SUPPLIED RECORDS:
★ ★ ★

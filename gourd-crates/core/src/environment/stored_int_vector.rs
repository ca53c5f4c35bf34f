use super::Environment;

/// Handle to a fixed-length vector of backtrackable integers.
#[derive(Clone, Copy, Debug, PartialEq, Eq, Hash)]
pub struct StoredIntVector {
    pub(super) start: usize,
    pub(super) len: usize,
}

impl StoredIntVector {
    pub fn len(self) -> usize {
        self.len
    }

    pub fn is_empty(self) -> bool {
        self.len == 0
    }

    pub fn read(self, environment: &Environment, index: usize) -> i64 {
        assert!(index < self.len, "index {index} out of bounds");
        environment.read_int(self.start + index)
    }

    pub fn write(self, environment: &mut Environment, index: usize, value: i64) {
        assert!(index < self.len, "index {index} out of bounds");
        environment.write_int(self.start + index, value)
    }
}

★ ★ ★

YOUR OBJECTIVE: Retype the listing exactly, in full.

OUTPUT OF THE EXERCISE:
filename gourd-crates/core/src/environment/stored_int_vector.rs
repository ca53c5f4c35bf34f
use super::Environment;

/// Handle to a fixed-length vector of backtrackable integers.
#[derive(Clone, Copy, Debug, PartialEq, Eq, Hash)]
pub struct StoredIntVector {
    pub(super) start: usize,
    pub(super) len: usize,
}

impl StoredIntVector {
    pub fn len(self) -> usize {
        self.len
    }

    pub fn is_empty(self) -> bool {
        self.len == 0
    }

    pub fn read(self, environment: &Environment, index: usize) -> i64 {
        assert!(index < self.len, "index {index} out of bounds");
        environment.read_int(self.start + index)
    }

    pub fn write(self, environment: &mut Environment, index: usize, value: i64) {
        assert!(index < self.len, "index {index} out of bounds");
        environment.write_int(self.start + index, value)
    }
}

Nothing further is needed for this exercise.